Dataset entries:
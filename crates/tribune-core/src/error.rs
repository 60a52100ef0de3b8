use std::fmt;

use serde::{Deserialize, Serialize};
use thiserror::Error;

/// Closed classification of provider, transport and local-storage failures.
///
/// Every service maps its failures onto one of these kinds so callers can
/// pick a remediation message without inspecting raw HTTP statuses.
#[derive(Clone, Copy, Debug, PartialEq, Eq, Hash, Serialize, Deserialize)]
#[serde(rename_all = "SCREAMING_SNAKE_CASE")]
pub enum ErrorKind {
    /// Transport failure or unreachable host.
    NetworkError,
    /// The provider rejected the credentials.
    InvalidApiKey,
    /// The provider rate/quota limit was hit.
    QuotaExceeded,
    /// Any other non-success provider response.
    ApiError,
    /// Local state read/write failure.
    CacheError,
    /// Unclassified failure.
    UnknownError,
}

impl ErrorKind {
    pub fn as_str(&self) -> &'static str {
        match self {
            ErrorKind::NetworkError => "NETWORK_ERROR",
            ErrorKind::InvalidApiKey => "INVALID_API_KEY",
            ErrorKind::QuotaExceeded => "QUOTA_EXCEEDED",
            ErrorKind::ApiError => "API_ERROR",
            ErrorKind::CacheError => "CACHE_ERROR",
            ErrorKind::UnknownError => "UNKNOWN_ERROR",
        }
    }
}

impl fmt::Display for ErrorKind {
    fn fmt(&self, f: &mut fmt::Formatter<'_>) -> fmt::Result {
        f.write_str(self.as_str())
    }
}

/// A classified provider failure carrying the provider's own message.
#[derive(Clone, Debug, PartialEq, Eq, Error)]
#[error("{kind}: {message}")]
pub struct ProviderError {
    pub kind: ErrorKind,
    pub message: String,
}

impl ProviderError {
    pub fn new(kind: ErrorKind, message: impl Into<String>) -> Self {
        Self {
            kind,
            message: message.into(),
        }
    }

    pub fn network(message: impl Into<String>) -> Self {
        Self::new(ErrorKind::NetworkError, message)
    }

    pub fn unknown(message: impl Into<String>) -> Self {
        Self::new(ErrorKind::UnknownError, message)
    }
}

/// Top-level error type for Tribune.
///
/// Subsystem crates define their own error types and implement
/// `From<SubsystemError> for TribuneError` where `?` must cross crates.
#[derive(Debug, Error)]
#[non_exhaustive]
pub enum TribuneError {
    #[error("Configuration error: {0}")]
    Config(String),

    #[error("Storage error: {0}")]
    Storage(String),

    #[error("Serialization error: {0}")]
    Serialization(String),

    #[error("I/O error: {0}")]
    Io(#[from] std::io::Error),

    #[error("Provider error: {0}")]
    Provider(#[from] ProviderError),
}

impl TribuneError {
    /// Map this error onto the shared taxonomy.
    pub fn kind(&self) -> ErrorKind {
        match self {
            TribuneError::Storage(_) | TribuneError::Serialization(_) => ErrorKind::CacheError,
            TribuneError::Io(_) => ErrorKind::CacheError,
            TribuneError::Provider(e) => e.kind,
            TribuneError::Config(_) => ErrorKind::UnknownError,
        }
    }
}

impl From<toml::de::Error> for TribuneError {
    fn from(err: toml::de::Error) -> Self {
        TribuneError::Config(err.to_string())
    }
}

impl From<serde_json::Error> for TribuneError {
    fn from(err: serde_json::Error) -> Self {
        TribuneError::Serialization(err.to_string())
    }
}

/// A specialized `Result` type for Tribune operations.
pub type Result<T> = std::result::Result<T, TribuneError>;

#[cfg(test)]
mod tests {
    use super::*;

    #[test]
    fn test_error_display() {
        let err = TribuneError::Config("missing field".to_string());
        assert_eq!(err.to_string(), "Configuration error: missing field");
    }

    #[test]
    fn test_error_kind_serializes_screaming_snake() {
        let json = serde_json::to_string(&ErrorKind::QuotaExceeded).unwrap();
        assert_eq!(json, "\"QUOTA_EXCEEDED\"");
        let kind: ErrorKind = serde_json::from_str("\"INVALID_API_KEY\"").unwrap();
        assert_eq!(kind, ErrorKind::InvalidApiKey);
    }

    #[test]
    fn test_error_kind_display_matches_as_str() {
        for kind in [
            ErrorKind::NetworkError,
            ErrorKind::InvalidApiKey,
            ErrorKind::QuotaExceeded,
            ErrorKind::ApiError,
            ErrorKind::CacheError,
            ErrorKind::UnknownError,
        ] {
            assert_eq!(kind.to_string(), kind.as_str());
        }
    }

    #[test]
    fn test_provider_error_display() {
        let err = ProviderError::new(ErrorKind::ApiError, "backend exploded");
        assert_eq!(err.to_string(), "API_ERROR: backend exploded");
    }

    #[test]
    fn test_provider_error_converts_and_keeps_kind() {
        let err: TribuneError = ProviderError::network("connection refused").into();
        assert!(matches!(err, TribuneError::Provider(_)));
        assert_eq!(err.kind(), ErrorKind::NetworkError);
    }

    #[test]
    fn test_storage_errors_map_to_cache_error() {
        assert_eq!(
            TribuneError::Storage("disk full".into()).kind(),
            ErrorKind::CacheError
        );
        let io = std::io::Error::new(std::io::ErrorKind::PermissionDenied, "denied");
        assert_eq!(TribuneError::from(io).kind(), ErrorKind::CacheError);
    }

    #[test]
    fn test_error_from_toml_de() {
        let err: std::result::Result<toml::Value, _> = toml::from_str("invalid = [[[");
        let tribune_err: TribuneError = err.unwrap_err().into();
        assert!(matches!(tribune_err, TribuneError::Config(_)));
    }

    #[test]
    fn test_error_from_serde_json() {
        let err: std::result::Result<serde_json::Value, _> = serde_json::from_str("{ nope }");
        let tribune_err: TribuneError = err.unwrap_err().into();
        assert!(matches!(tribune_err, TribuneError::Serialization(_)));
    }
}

WORK TASK: Check the records above and copy each line that has the string "failures".

ANSWER FOR THIS EXERCISE:
/// Closed classification of provider, transport and local-storage failures.
/// Every service maps its failures onto one of these kinds so callers can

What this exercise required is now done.